Education Secretary Nicky Morgan has likened methods used by extremists to radicalise British schoolchildren to sexual grooming.

Speaking at the launch of a new website designed to offer information and support to families and schools of pupils vulnerable to extremism, she said the threat posed by radicalisation was unlike "any we have faced before".

Ms Morgan added that terrorist organisations often target "less resilient" children in the same way paedophiles do.

She said: "Schools worry about the welfare and safety of children day in and day out, whether it's sexual exploitation, drugs, online abuse.

"Some children can be generally less resilient to these sorts of pressures because of things like self-esteem and confidence issues."

The website, Educate Against Hate, is part of a new raft of measures aimed at helping those looking after young people to recognise and deal with signs that the children in their care are being targeted by extremist groups.

Ms Morgan launched the site, which has pages specifically dedicated to teachers and family members, during an event on Tuesday morning at Bethnal Green Academy in east London.

The school has recently been a centre of concern about the issue after the disappearance of female pupils Shamima Begum, Kadiza Sultana and Amira Abase, who were feared to have travelled to Syria last year.

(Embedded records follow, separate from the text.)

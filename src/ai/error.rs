//! Error types for the assistant client

use thiserror::Error;

use crate::error::PettyError;

/// Errors that can occur when talking to the assistant
#[derive(Debug, Error)]
pub enum AiError {
    /// AI is switched off or no API key is configured
    #[error("assistant disabled: {0}")]
    Disabled(String),

    /// The client could not be built from the configured settings
    #[error("invalid assistant configuration: {0}")]
    Config(String),

    /// HTTP request failed
    #[error("HTTP error: {0}")]
    Http(#[from] reqwest::Error),

    /// The API returned an error response
    #[error("API error ({error_type}): {message}")]
    Api { error_type: String, message: String },

    /// Authentication failed
    #[error("unauthorized: {0}")]
    Unauthorized(String),

    /// The response did not have the expected shape
    #[error("parse error: {0}")]
    Parse(String),
}

impl From<AiError> for PettyError {
    fn from(err: AiError) -> Self {
        PettyError::ExternalService(err.to_string())
    }
}

/// Error body returned by the Messages API
#[derive(Debug, serde::Deserialize)]
pub struct ApiErrorResponse {
    pub error: ApiErrorDetail,
}

#[derive(Debug, serde::Deserialize)]
pub struct ApiErrorDetail {
    #[serde(rename = "type")]
    pub error_type: String,
    pub message: String,
}
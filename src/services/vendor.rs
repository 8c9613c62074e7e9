//! Vendor service
//!
//! Vendor creation with duplicate-name detection, edits, and the deletion
//! guard that keeps vendors with transactions on the books.

use tracing::{debug, info};

use crate::error::{FieldErrors, PettyError, PettyResult};
use crate::models::{NewVendor, Transaction, Vendor, VendorId, VendorPatch};
use crate::storage::RecordStore;

use super::ledger::{can_delete_vendor, vendor_stats, VendorStats};
use super::validation::{is_valid_email, non_blank, required};

/// Raw vendor fields as entered by the user; blank optional fields are unset
#[derive(Debug, Clone, Default)]
pub struct VendorForm {
    pub name: String,
    pub contact_person: Option<String>,
    pub email: Option<String>,
    pub phone: Option<String>,
}

impl VendorForm {
    pub fn validate(&self) -> PettyResult<NewVendor> {
        let mut errors = FieldErrors::new();
        let name = required(&mut errors, "name", &self.name, "Name is required");
        let email = optional_email(&mut errors, self.email.as_deref());

        match name {
            Some(name) if errors.is_empty() => Ok(NewVendor {
                name,
                contact_person: self.contact_person.as_deref().and_then(non_blank),
                email,
                phone: self.phone.as_deref().and_then(non_blank),
            }),
            _ => Err(PettyError::Validation(errors)),
        }
    }
}

/// Raw vendor edits; `None` leaves a field alone, a blank value clears it
#[derive(Debug, Clone, Default)]
pub struct VendorEditForm {
    pub name: Option<String>,
    pub contact_person: Option<String>,
    pub email: Option<String>,
    pub phone: Option<String>,
}

impl VendorEditForm {
    pub fn validate(&self) -> PettyResult<VendorPatch> {
        let mut errors = FieldErrors::new();
        let mut patch = VendorPatch::default();

        if let Some(name) = &self.name {
            patch.name = required(&mut errors, "name", name, "Name is required");
        }
        if let Some(email) = &self.email {
            patch.email = Some(optional_email(&mut errors, Some(email.as_str())));
        }
        patch.contact_person = self.contact_person.as_deref().map(non_blank);
        patch.phone = self.phone.as_deref().map(non_blank);

        errors.into_result(patch)
    }
}

fn optional_email(errors: &mut FieldErrors, input: Option<&str>) -> Option<String> {
    let email = input.and_then(non_blank)?;
    if is_valid_email(&email) {
        Some(email)
    } else {
        errors.add("email", "Invalid email address");
        None
    }
}

/// A vendor together with its transaction totals
#[derive(Debug, Clone)]
pub struct VendorSummary {
    pub vendor: Vendor,
    pub stats: VendorStats,
}

/// Service for vendor management
pub struct VendorService<'a> {
    store: &'a RecordStore,
}

impl<'a> VendorService<'a> {
    pub fn new(store: &'a RecordStore) -> Self {
        Self { store }
    }

    /// Create a vendor; names must be unique ignoring case and padding
    pub fn create(&self, form: &VendorForm) -> PettyResult<Vendor> {
        let draft = form.validate()?;

        let vendor = self.store.transact(|batch| {
            if batch
                .list::<Vendor>()
                .iter()
                .any(|v| v.matches_name(&draft.name))
            {
                return Err(PettyError::field("name", "Name already exists"));
            }
            Ok(batch.add::<Vendor>(draft))
        })?;

        debug!(id = %vendor.id, name = %vendor.name, "vendor created");
        Ok(vendor)
    }

    /// Merge validated edits into an existing vendor
    pub fn edit(&self, id: &VendorId, form: &VendorEditForm) -> PettyResult<Vendor> {
        let patch = form.validate()?;
        self.store.vendors().update(id, &patch)
    }

    /// Delete a vendor that no transaction references
    ///
    /// The reference check and the removal run under the store's write lock,
    /// so a transaction cannot be added for the vendor in between.
    pub fn delete(&self, id: &VendorId) -> PettyResult<Vendor> {
        let removed = self.store.transact(|batch| {
            batch.get::<Vendor>(id)?;
            if !can_delete_vendor(id, batch.list::<Transaction>()) {
                return Err(PettyError::Conflict(
                    "Cannot delete vendor with associated transactions.".into(),
                ));
            }
            batch.delete::<Vendor>(id)
        })?;

        info!(id = %removed.id, name = %removed.name, "vendor deleted");
        Ok(removed)
    }

    pub fn get(&self, id: &VendorId) -> PettyResult<Vendor> {
        self.store.vendors().get(id)
    }

    /// Find a vendor by id, then by name (case-insensitive)
    pub fn find(&self, identifier: &str) -> PettyResult<Option<Vendor>> {
        let vendors = self.store.vendors().list()?;
        Ok(vendors
            .iter()
            .find(|v| v.id.as_str() == identifier)
            .or_else(|| vendors.iter().find(|v| v.matches_name(identifier)))
            .cloned())
    }

    /// Like `find`, but a miss is an error
    pub fn resolve(&self, identifier: &str) -> PettyResult<Vendor> {
        self.find(identifier)?
            .ok_or_else(|| PettyError::vendor_not_found(identifier))
    }

    pub fn list(&self) -> PettyResult<Vec<Vendor>> {
        self.store.vendors().list()
    }

    /// Vendor details with spend and income totals
    pub fn stats(&self, id: &VendorId) -> PettyResult<VendorSummary> {
        let vendor = self.get(id)?;
        let transactions = self.store.transactions().list()?;
        Ok(VendorSummary {
            stats: vendor_stats(id, &transactions),
            vendor,
        })
    }
}
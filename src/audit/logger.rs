//! Audit logger for the append-only audit log
//!
//! Each entry is written as a single JSON line and flushed immediately.

use std::fs::{File, OpenOptions};
use std::io::{BufRead, BufReader, Write};
use std::path::{Path, PathBuf};

use crate::error::{PettyError, PettyResult};

use super::entry::AuditEntry;

/// Writes audit entries to a JSONL file
#[derive(Debug, Clone)]
pub struct AuditLogger {
    log_path: PathBuf,
}

impl AuditLogger {
    pub fn new(log_path: PathBuf) -> Self {
        Self { log_path }
    }

    /// Append an entry and flush it
    pub fn log(&self, entry: &AuditEntry) -> PettyResult<()> {
        if let Some(parent) = self.log_path.parent() {
            std::fs::create_dir_all(parent)?;
        }

        let mut file = OpenOptions::new()
            .create(true)
            .append(true)
            .open(&self.log_path)
            .map_err(|e| PettyError::Io(format!("Failed to open audit log: {}", e)))?;

        let json = serde_json::to_string(entry)
            .map_err(|e| PettyError::Json(format!("Failed to serialize audit entry: {}", e)))?;

        writeln!(file, "{}", json)
            .map_err(|e| PettyError::Io(format!("Failed to write audit entry: {}", e)))?;

        file.flush()
            .map_err(|e| PettyError::Io(format!("Failed to flush audit log: {}", e)))?;

        Ok(())
    }

    /// Read all entries, oldest first
    pub fn read_all(&self) -> PettyResult<Vec<AuditEntry>> {
        if !self.log_path.exists() {
            return Ok(Vec::new());
        }

        let file = File::open(&self.log_path)
            .map_err(|e| PettyError::Io(format!("Failed to open audit log: {}", e)))?;

        let mut entries = Vec::new();
        for (line_num, line) in BufReader::new(file).lines().enumerate() {
            let line = line.map_err(|e| {
                PettyError::Io(format!("Failed to read audit log line {}: {}", line_num + 1, e))
            })?;

            if line.trim().is_empty() {
                continue;
            }

            let entry: AuditEntry = serde_json::from_str(&line).map_err(|e| {
                PettyError::Json(format!(
                    "Failed to parse audit entry at line {}: {}",
                    line_num + 1,
                    e
                ))
            })?;

            entries.push(entry);
        }

        Ok(entries)
    }

    /// Read the most recent `count` entries, oldest first
    pub fn read_recent(&self, count: usize) -> PettyResult<Vec<AuditEntry>> {
        let mut all_entries = self.read_all()?;
        let start = all_entries.len().saturating_sub(count);
        Ok(all_entries.split_off(start))
    }

    pub fn path(&self) -> &Path {
        &self.log_path
    }
}
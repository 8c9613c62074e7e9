//! File I/O utilities with atomic writes
//!
//! Provides safe file operations that won't corrupt data on failure.

use std::fs::{self, File};
use std::io::{BufReader, BufWriter, Write};
use std::path::Path;

use serde::{de::DeserializeOwned, Serialize};

use crate::error::PettyError;

/// Read JSON from a file, returning a default value if file doesn't exist
pub fn read_json<T, P>(path: P) -> Result<T, PettyError>
where
    T: DeserializeOwned + Default,
    P: AsRef<Path>,
{
    let path = path.as_ref();

    if !path.exists() {
        return Ok(T::default());
    }

    let file = File::open(path)
        .map_err(|e| PettyError::Storage(format!("Failed to open {}: {}", path.display(), e)))?;

    let reader = BufReader::new(file);
    serde_json::from_reader(reader)
        .map_err(|e| PettyError::Storage(format!("Failed to parse {}: {}", path.display(), e)))
}

/// Write JSON to a file atomically (write to temp, then rename)
///
/// The file is either completely written or not modified at all.
pub fn write_json_atomic<T, P>(path: P, data: &T) -> Result<(), PettyError>
where
    T: Serialize,
    P: AsRef<Path>,
{
    let path = path.as_ref();

    if let Some(parent) = path.parent() {
        fs::create_dir_all(parent).map_err(|e| {
            PettyError::Storage(format!(
                "Failed to create directory {}: {}",
                parent.display(),
                e
            ))
        })?;
    }

    // Same directory as the target so the rename stays atomic
    let temp_path = path.with_extension("json.tmp");

    let file = File::create(&temp_path)
        .map_err(|e| PettyError::Storage(format!("Failed to create temp file: {}", e)))?;

    let mut writer = BufWriter::new(file);
    serde_json::to_writer_pretty(&mut writer, data)
        .map_err(|e| PettyError::Storage(format!("Failed to serialize data: {}", e)))?;

    writer
        .flush()
        .map_err(|e| PettyError::Storage(format!("Failed to flush data: {}", e)))?;

    writer
        .get_ref()
        .sync_all()
        .map_err(|e| PettyError::Storage(format!("Failed to sync data: {}", e)))?;

    fs::rename(&temp_path, path).map_err(|e| {
        let _ = fs::remove_file(&temp_path);
        PettyError::Storage(format!("Failed to rename temp file: {}", e))
    })?;

    Ok(())
}

/// Remove a file, treating "already gone" as success
pub fn remove_if_exists<P: AsRef<Path>>(path: P) -> Result<(), PettyError> {
    let path = path.as_ref();
    match fs::remove_file(path) {
        Ok(()) => Ok(()),
        Err(e) if e.kind() == std::io::ErrorKind::NotFound => Ok(()),
        Err(e) => Err(PettyError::Storage(format!(
            "Failed to remove {}: {}",
            path.display(),
            e
        ))),
    }
}

#[cfg(test)]
mod tests {
    use super::*;
    use serde::{Deserialize, Serialize};
    use tempfile::TempDir;

    #[derive(Debug, Clone, PartialEq, Serialize, Deserialize, Default)]
    struct TestData {
        name: String,
        value: i32,
    }

    #[test]
    fn test_read_nonexistent_returns_default() {
        let temp_dir = TempDir::new().unwrap();
        let path = temp_dir.path().join("nonexistent.json");

        let data: TestData = read_json(&path).unwrap();
        assert_eq!(data, TestData::default());
    }

    #[test]
    fn test_write_and_read() {
        let temp_dir = TempDir::new().unwrap();
        let path = temp_dir.path().join("nested").join("test.json");

        let data = TestData {
            name: "petty".to_string(),
            value: 42,
        };

        write_json_atomic(&path, &data).unwrap();
        let loaded: TestData = read_json(&path).unwrap();
        assert_eq!(data, loaded);
        assert!(!temp_dir.path().join("nested").join("test.json.tmp").exists());
    }

    #[test]
    fn test_read_corrupt_file_is_storage_error() {
        let temp_dir = TempDir::new().unwrap();
        let path = temp_dir.path().join("broken.json");
        fs::write(&path, "not json at all").unwrap();

        let err = read_json::<TestData, _>(&path).unwrap_err();
        assert!(matches!(err, PettyError::Storage(_)));
    }

    #[test]
    fn test_remove_if_exists() {
        let temp_dir = TempDir::new().unwrap();
        let path = temp_dir.path().join("session.json");

        remove_if_exists(&path).unwrap();
        fs::write(&path, "{}").unwrap();
        remove_if_exists(&path).unwrap();
        assert!(!path.exists());
    }
}
//! Strongly-typed ID wrappers for all entity types
//!
//! Ids are short strings: seed data uses `v1`, `c6`, `t5`, generated ids are
//! the entity prefix followed by a millisecond timestamp. Newtype wrappers
//! prevent mixing up ids from different entity types at compile time.

use serde::{Deserialize, Serialize};
use std::fmt;
use std::sync::atomic::{AtomicI64, Ordering};

/// Macro to generate ID newtype wrappers
macro_rules! define_id {
    ($name:ident, $prefix:literal) => {
        #[derive(Debug, Clone, PartialEq, Eq, Hash, PartialOrd, Ord, Serialize, Deserialize)]
        #[serde(transparent)]
        pub struct $name(String);

        impl $name {
            /// Prefix used for generated ids of this type
            pub const PREFIX: &'static str = $prefix;

            /// Wrap an existing id string
            pub fn new(id: impl Into<String>) -> Self {
                Self(id.into())
            }

            /// Get the underlying string
            pub fn as_str(&self) -> &str {
                &self.0
            }
        }

        impl fmt::Display for $name {
            fn fmt(&self, f: &mut fmt::Formatter<'_>) -> fmt::Result {
                f.write_str(&self.0)
            }
        }

        impl From<String> for $name {
            fn from(id: String) -> Self {
                Self(id)
            }
        }

        impl From<&str> for $name {
            fn from(id: &str) -> Self {
                Self(id.to_string())
            }
        }

        impl AsRef<str> for $name {
            fn as_ref(&self) -> &str {
                &self.0
            }
        }
    };
}

define_id!(UserId, "u");
define_id!(VendorId, "v");
define_id!(CategoryId, "c");
define_id!(TransactionId, "t");

/// Hands out `<prefix><millis>` ids that never repeat within a process
///
/// The numeric part is the current unix time in milliseconds, bumped past the
/// last value handed out so two records created in the same millisecond
/// still get distinct ids.
#[derive(Debug, Default)]
pub struct IdGenerator {
    last: AtomicI64,
}

impl IdGenerator {
    pub fn new() -> Self {
        Self::default()
    }

    /// Next id for `prefix`, skipping any value `taken` reports as in use
    pub fn next(&self, prefix: &str, taken: impl Fn(&str) -> bool) -> String {
        loop {
            let now = chrono::Utc::now().timestamp_millis();
            let mut previous = self.last.load(Ordering::Relaxed);
            let value = loop {
                let candidate = now.max(previous + 1);
                match self.last.compare_exchange(
                    previous,
                    candidate,
                    Ordering::SeqCst,
                    Ordering::Relaxed,
                ) {
                    Ok(_) => break candidate,
                    Err(actual) => previous = actual,
                }
            };

            let id = format!("{}{}", prefix, value);
            if !taken(&id) {
                return id;
            }
        }
    }
}

#[cfg(test)]
mod tests {
    use super::*;
    use std::collections::HashSet;

    #[test]
    fn test_id_display_and_serde() {
        let id = VendorId::new("v1");
        assert_eq!(id.to_string(), "v1");

        let json = serde_json::to_string(&id).unwrap();
        assert_eq!(json, "\"v1\"");
        let back: VendorId = serde_json::from_str(&json).unwrap();
        assert_eq!(back, id);
    }

    #[test]
    fn test_generated_ids_are_unique() {
        let generator = IdGenerator::new();
        let ids: HashSet<String> = (0..500)
            .map(|_| generator.next(TransactionId::PREFIX, |_| false))
            .collect();
        assert_eq!(ids.len(), 500);
        assert!(ids.iter().all(|id| id.starts_with('t')));
    }

    #[test]
    fn test_generator_skips_taken_ids() {
        let generator = IdGenerator::new();
        let first = generator.next("v", |_| false);
        let taken: HashSet<String> = [first.clone()].into_iter().collect();

        let second = generator.next("v", |id| taken.contains(id));
        assert_ne!(first, second);
    }
}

Speaking at the event, Peter Wanless, CEO of the child protection charity NSPCC, also highlighted that the radicalisation of children is a "real issue" that school staff are "grappling with, and that extremists who try to recruit vulnerable children use the "tried and tested techniques" often used by criminals for sexual exploitation.

Ms Morgan said: "We are dealing with an enemy determined to take away our future by targeting our next generation. They are putting poison in the minds and hatred in the hearts of our most vulnerable young people."

She emphasised the role of education and said that it was crucial to allow open debate rather than shielding children from differing world views.

She said: "Teachers need to continue to do what they do every day to broaden horizons and ensure young people leave school well-rounded. They need to have the tools and arguments needed to challenge extremism.

"We must not wrap them in cotton wool and hide them from the views that we feel are wrong. It is not about shutting down debate but reinvigorating it, while we root out those seeking to peddle extremism."

The website will be continuously updated to provide the most current information and links to further support services. It has been developed with specialist contributions from a number of charities, including the NSPCC and Childnet.

Last month, it was revealed that schools are to be told to set filters and monitor pupils' internet access, amid growing concerns that some youngsters are at risk of being targeted by extremist groups, as well as a number of high-profile cases involving schoolchildren travelling, or attempting to travel, to Syria.

On top of this, Ms Morgan said Educate Against Hate will provide an "invaluable" resource and encouraged schools to use it in parents' evenings to "remind" some parents of the consequences of radicalisation, and how to spot "warning signs".

As well as the website, the Department for Education will introduce stronger powers for Ofsted to investigate and prosecute unregistered, illegal schools.

There will also be a consultation on registering children that go missing from school, including any youngster of compulsory school-age who is not registered at a school or who is not receiving a suitable education.